Dönüp kavm-i Fir‘avn’a cünd-i adû
Hudâ gark-ı Nîl etti bî güft ü gû            Cinani

Divan şairleri Firavunu çürüyen cesetleri,  uzun sakalları, sakallarına taş bağlayan kibirli ve gösterişi seven bir hükümdar olarak düşünülmüştür. Sakallar ve kalın tüyler de divan şiirinde kimi zaman Firavun ve ordusuna benzetilir.  Doğal olarak Firavun Nil Nehri,  Kızıl deniz, Veziri Haman, Musa, Yusuf, kibr, nefs, deryaya gark olmak, kelimeleri ile kullanılmıştır.

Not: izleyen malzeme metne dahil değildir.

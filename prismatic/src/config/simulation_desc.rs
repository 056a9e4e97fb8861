use crate::error::{PrismaticError, Result};

/// Configuration descriptor for a bounce simulation
#[derive(Debug, Clone, PartialEq)]
pub struct SimulationDesc {
    /// Extent of the scene (scene units). Hits are searched up to this
    /// distance; a source ray that hits nothing is drawn this long, a spawned
    /// ray half as long.
    pub model_size: f32,
    /// Bounce iterations allowed after the first pass; rays still pending past
    /// this limit are drawn to their reach and dropped
    pub max_bounces: u32,
    /// Hits closer than this to a ray origin are ignored, so a ray spawned on
    /// a boundary does not immediately hit the same boundary again
    pub min_hit_distance: f32,
    /// Relative index of refraction used for every boundary crossing
    pub refractive_index: f32,
    /// How far a reflected ray's color moves from the surface color towards the beam color
    pub reflection_blend: f32,
    /// How far a refracted ray's color moves from the surface color towards the beam color
    pub refraction_blend: f32,
    /// Alpha of every spawned ray
    pub child_alpha: f32,
}

impl Default for SimulationDesc {
    fn default() -> Self {
        Self {
            model_size: 10.0,
            max_bounces: 6,
            min_hit_distance: 1e-6,
            refractive_index: 1.3,
            reflection_blend: 0.2,
            refraction_blend: 0.6,
            child_alpha: 0.6,
        }
    }
}

impl SimulationDesc {
    pub fn model_size(mut self, model_size: f32) -> Self {
        self.model_size = model_size;
        self
    }

    pub fn max_bounces(mut self, max_bounces: u32) -> Self {
        self.max_bounces = max_bounces;
        self
    }

    pub fn min_hit_distance(mut self, min_hit_distance: f32) -> Self {
        self.min_hit_distance = min_hit_distance;
        self
    }

    pub fn refractive_index(mut self, refractive_index: f32) -> Self {
        self.refractive_index = refractive_index;
        self
    }

    pub fn blend_factors(mut self, reflection: f32, refraction: f32) -> Self {
        self.reflection_blend = reflection;
        self.refraction_blend = refraction;
        self
    }

    pub fn child_alpha(mut self, child_alpha: f32) -> Self {
        self.child_alpha = child_alpha;
        self
    }

    pub fn validate(&self) -> Result<()> {
        if !self.model_size.is_finite() || self.model_size <= 0.0 {
            return Err(PrismaticError::Configuration(format!(
                "model_size must be positive, got {}",
                self.model_size
            )));
        }
        if !self.min_hit_distance.is_finite() || self.min_hit_distance < 0.0 {
            return Err(PrismaticError::Configuration(format!(
                "min_hit_distance must be non-negative, got {}",
                self.min_hit_distance
            )));
        }
        if !self.refractive_index.is_finite() || self.refractive_index <= 0.0 {
            return Err(PrismaticError::Configuration(format!(
                "refractive_index must be positive, got {}",
                self.refractive_index
            )));
        }
        for (name, value) in [
            ("reflection_blend", self.reflection_blend),
            ("refraction_blend", self.refraction_blend),
            ("child_alpha", self.child_alpha),
        ] {
            if !(0.0..=1.0).contains(&value) {
                return Err(PrismaticError::Configuration(format!(
                    "{name} must be within [0, 1], got {value}"
                )));
            }
        }
        Ok(())
    }
}

#[cfg(test)]
mod tests {
    use super::*;

    #[test]
    fn test_default_is_valid() {
        let desc = SimulationDesc::default();
        assert!(desc.validate().is_ok());
        assert_eq!(desc.max_bounces, 6);
        assert_eq!(desc.refractive_index, 1.3);
    }

    #[test]
    fn test_setters_chain() {
        let desc = SimulationDesc::default()
            .model_size(20.0)
            .max_bounces(3)
            .blend_factors(0.1, 0.9)
            .child_alpha(1.0);
        assert_eq!(desc.model_size, 20.0);
        assert_eq!(desc.max_bounces, 3);
        assert_eq!(desc.reflection_blend, 0.1);
        assert_eq!(desc.refraction_blend, 0.9);
        assert!(desc.validate().is_ok());
    }

    #[test]
    fn test_validate_rejects() {
        assert!(SimulationDesc::default().model_size(0.0).validate().is_err());
        assert!(SimulationDesc::default().refractive_index(-1.0).validate().is_err());
        assert!(SimulationDesc::default().min_hit_distance(f32::NAN).validate().is_err());
        let err = SimulationDesc::default().child_alpha(1.5).validate().unwrap_err();
        assert_eq!(
            err.to_string(),
            "Configuration error: child_alpha must be within [0, 1], got 1.5"
        );
    }
}
mod cli;
mod gui;
mod scenes;

fn main() -> anyhow::Result<()> {
    // Check if CLI mode is requested via command line argument
    let args: Vec<String> = std::env::args().collect();

    if args.len() > 1 && args[1] == "--cli" {
        // Run headless scenarios
        env_logger::Builder::from_default_env()
            .filter_level(log::LevelFilter::Debug)
            .init();
        cli::run_cli_tests()
    } else {
        // Run GUI viewer (default)
        gui::run().map_err(|e| anyhow::anyhow!("viewer failed: {e}"))
    }
}
//! Oriented rectangles.

use super::shape::{BOUNDARY_TOLERANCE, select_root};
use super::{Intersection, Polygon, Ray, Shape};
use crate::math::{Vec2, direction_from_angle};

#[derive(Debug, Clone, PartialEq)]
pub struct BoxShape {
    pub center: Vec2,
    pub direction: Vec2,
    pub width: f32,
    pub height: f32,
}

impl BoxShape {
    /// Axis-aligned box of the given size centered on the origin.
    pub fn new(width: f32, height: f32) -> Self {
        Self {
            center: Vec2::ZERO,
            direction: Vec2::X,
            width,
            height,
        }
    }

    pub fn with_center(mut self, center: Vec2) -> Self {
        self.center = center;
        self
    }

    pub fn with_angle(mut self, angle: f32) -> Self {
        self.direction = direction_from_angle(angle);
        self
    }

    pub fn half_extents(&self) -> Vec2 {
        Vec2::new(0.5 * self.width, 0.5 * self.height)
    }

    /// The same box as a four-node polygon, counter-clockwise from the lower-left corner.
    pub fn to_polygon(&self) -> Polygon {
        let h = self.half_extents();
        Polygon::new(vec![
            Vec2::new(-h.x, -h.y),
            Vec2::new(h.x, -h.y),
            Vec2::new(h.x, h.y),
            Vec2::new(-h.x, h.y),
        ])
        .with_center(self.center)
        .with_direction(self.direction)
    }
}

impl Shape for BoxShape {
    fn center(&self) -> Vec2 {
        self.center
    }

    fn direction(&self) -> Vec2 {
        self.direction
    }

    fn area(&self) -> f32 {
        self.width * self.height
    }

    fn centroid(&self) -> Vec2 {
        self.center
    }

    fn start_point(&self) -> Vec2 {
        self.frame().from_local(-self.half_extents())
    }

    fn contains(&self, point: Vec2) -> bool {
        let local = self.frame().to_local(point);
        let h = self.half_extents();
        local.x.abs() <= h.x + BOUNDARY_TOLERANCE && local.y.abs() <= h.y + BOUNDARY_TOLERANCE
    }

    fn closest_point_to(&self, point: Vec2) -> Vec2 {
        self.to_polygon().closest_point_to(point)
    }

    fn hit(&self, ray: &Ray, nearest: bool) -> Option<Intersection> {
        let frame = self.frame();
        let local = frame.to_local_ray(ray);
        let h = self.half_extents();

        // Each face as (ray parameter, outward normal).
        let faces = [
            (local.distance_to_line(Vec2::X, -h.x), -Vec2::X),
            (local.distance_to_line(Vec2::X, h.x), Vec2::X),
            (local.distance_to_line(Vec2::Y, -h.y), -Vec2::Y),
            (local.distance_to_line(Vec2::Y, h.y), Vec2::Y),
        ];
        let (x_min, x_max) = (faces[0].0.min(faces[1].0), faces[0].0.max(faces[1].0));
        let (y_min, y_max) = (faces[2].0.min(faces[3].0), faces[2].0.max(faces[3].0));
        let t_near = x_min.max(y_min);
        let t_far = x_max.min(y_max);
        if t_far < t_near {
            return None;
        }

        let t = select_root(t_near, t_far, nearest)?;
        let (_, normal) = faces.iter().find(|(face_t, _)| *face_t == t)?;
        Some(Intersection::new(
            frame.from_local(local.point_along(t)),
            frame.from_local_direction(*normal),
        ))
    }
}

#[cfg(test)]
mod tests {
    use super::*;
    use crate::math::Vec2Ext;

    #[test]
    fn test_hit_from_below() {
        let shape = BoxShape::new(2.0, 1.0);
        let ray = Ray::new(Vec2::new(0.0, -5.0), Vec2::Y);
        let hit = shape.hit(&ray, true).unwrap();
        assert!(hit.point.abs_diff_eq(Vec2::new(0.0, -0.5), 1e-6));
        assert!(hit.normal.abs_diff_eq(Vec2::new(0.0, -1.0), 1e-6));

        let exit = shape.hit(&ray, false).unwrap();
        assert!(exit.point.abs_diff_eq(Vec2::new(0.0, 0.5), 1e-6));
        assert!(exit.normal.abs_diff_eq(Vec2::Y, 1e-6));
    }

    #[test]
    fn test_hit_rotated() {
        let shape = BoxShape::new(2.0, 1.0)
            .with_center(Vec2::new(3.0, 1.0))
            .with_angle(std::f32::consts::FRAC_PI_2);
        let ray = Ray::new(Vec2::new(0.0, 1.0), Vec2::X);
        let hit = shape.hit(&ray, true).unwrap();
        assert!(hit.point.abs_diff_eq(Vec2::new(2.5, 1.0), 1e-5));
        assert!(hit.normal.abs_diff_eq(-Vec2::X, 1e-5));
    }

    #[test]
    fn test_miss() {
        let shape = BoxShape::new(2.0, 1.0);
        let ray = Ray::new(Vec2::new(-5.0, 2.0), Vec2::X);
        assert!(shape.hit(&ray, true).is_none());
        let diagonal = Ray::new(Vec2::new(-5.0, 0.0), Vec2::new(1.0, 1.0));
        assert!(shape.hit(&diagonal, true).is_none());
    }

    #[test]
    fn test_reflection_law_on_face() {
        let shape = BoxShape::new(2.0, 2.0);
        let ray = Ray::new(Vec2::new(-1.5, 3.0), Vec2::new(1.0, -2.0));
        let hit = shape.hit(&ray, true).unwrap();
        let reflected = ray.reflect_from(hit.point, hit.normal);
        let incidence = (-ray.direction()).dot(hit.normal).acos();
        let reflection = reflected.direction().dot(hit.normal).acos();
        assert!((incidence - reflection).abs() < 1e-5);
        assert!(hit.normal.abs_diff_eq(Vec2::Y, 1e-6));
        assert_eq!(
            hit.normal.cross(ray.direction()).signum(),
            hit.normal.cross(reflected.direction()).signum()
        );
    }

    #[test]
    fn test_contains_and_closest() {
        let shape = BoxShape::new(2.0, 1.0);
        assert!(shape.contains(Vec2::new(0.9, 0.4)));
        assert!(!shape.contains(Vec2::new(1.1, 0.0)));

        let inside = Vec2::new(0.5, 0.1);
        let closest = shape.closest_point_to(inside);
        assert!(closest.abs_diff_eq(Vec2::new(0.5, 0.5), 1e-6));
        assert!(shape.contains(closest));

        let outside = Vec2::new(3.0, 2.0);
        assert!(shape.closest_point_to(outside).abs_diff_eq(Vec2::new(1.0, 0.5), 1e-6));
    }

    #[test]
    fn test_measures() {
        let shape = BoxShape::new(2.0, 1.0).with_center(Vec2::new(1.0, 1.0));
        assert_eq!(shape.area(), 2.0);
        assert_eq!(shape.centroid(), Vec2::new(1.0, 1.0));
        assert!(shape.start_point().abs_diff_eq(Vec2::new(0.0, 0.5), 1e-6));
    }
}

Senin Fir‘avn gibidir sakalın
Heman Hâmân-şebîhidir sebâlin

Sakalına sebâline dizip taş
Niçin Fir‘avn ile oldun sakal-daş         Dede Ömer Ruşeni [2]

San leşker -i Fir’avn idi bu hatt -ı gubârın
Kim ârızın âbında helâk eyledi Mûsâ                Ahmet Paşa

Bir dem gelir Mûsâ olur yüz bin münâcatlar kılur
Bir dem girer kibr evine Fir’avn ile Hâmân olur            . Yûnus Emre

Eğer Fir’avn-ı nefsi Nîl-i kahra gark eylersen
Tecellâ-yı cemâl-i Hakk’ı Mûsî-veş temennâ kıl     Zati

 Eylegil tâbût-ı cismin garka-i Nîl-i fenâ
Tâ bula Mûsî-i cân Fir’avn-ı nefsinden mefer          Nevi[3]

Bir asânın sırrında kaç ejderhâ kayboldu,
Yarıldı Kızıldeniz, Firavunlar ne oldu?!         Seyrî’[4]

Zebûn olmış ‘asâsından niçe Fir‘avn olan ser-keş
‘Asâ-yı hazret-i Mûsâ-sıfat anda kerâmet var        Ravzi Hayatı ve Edebi Yönü ( Edincik- 16. Yy )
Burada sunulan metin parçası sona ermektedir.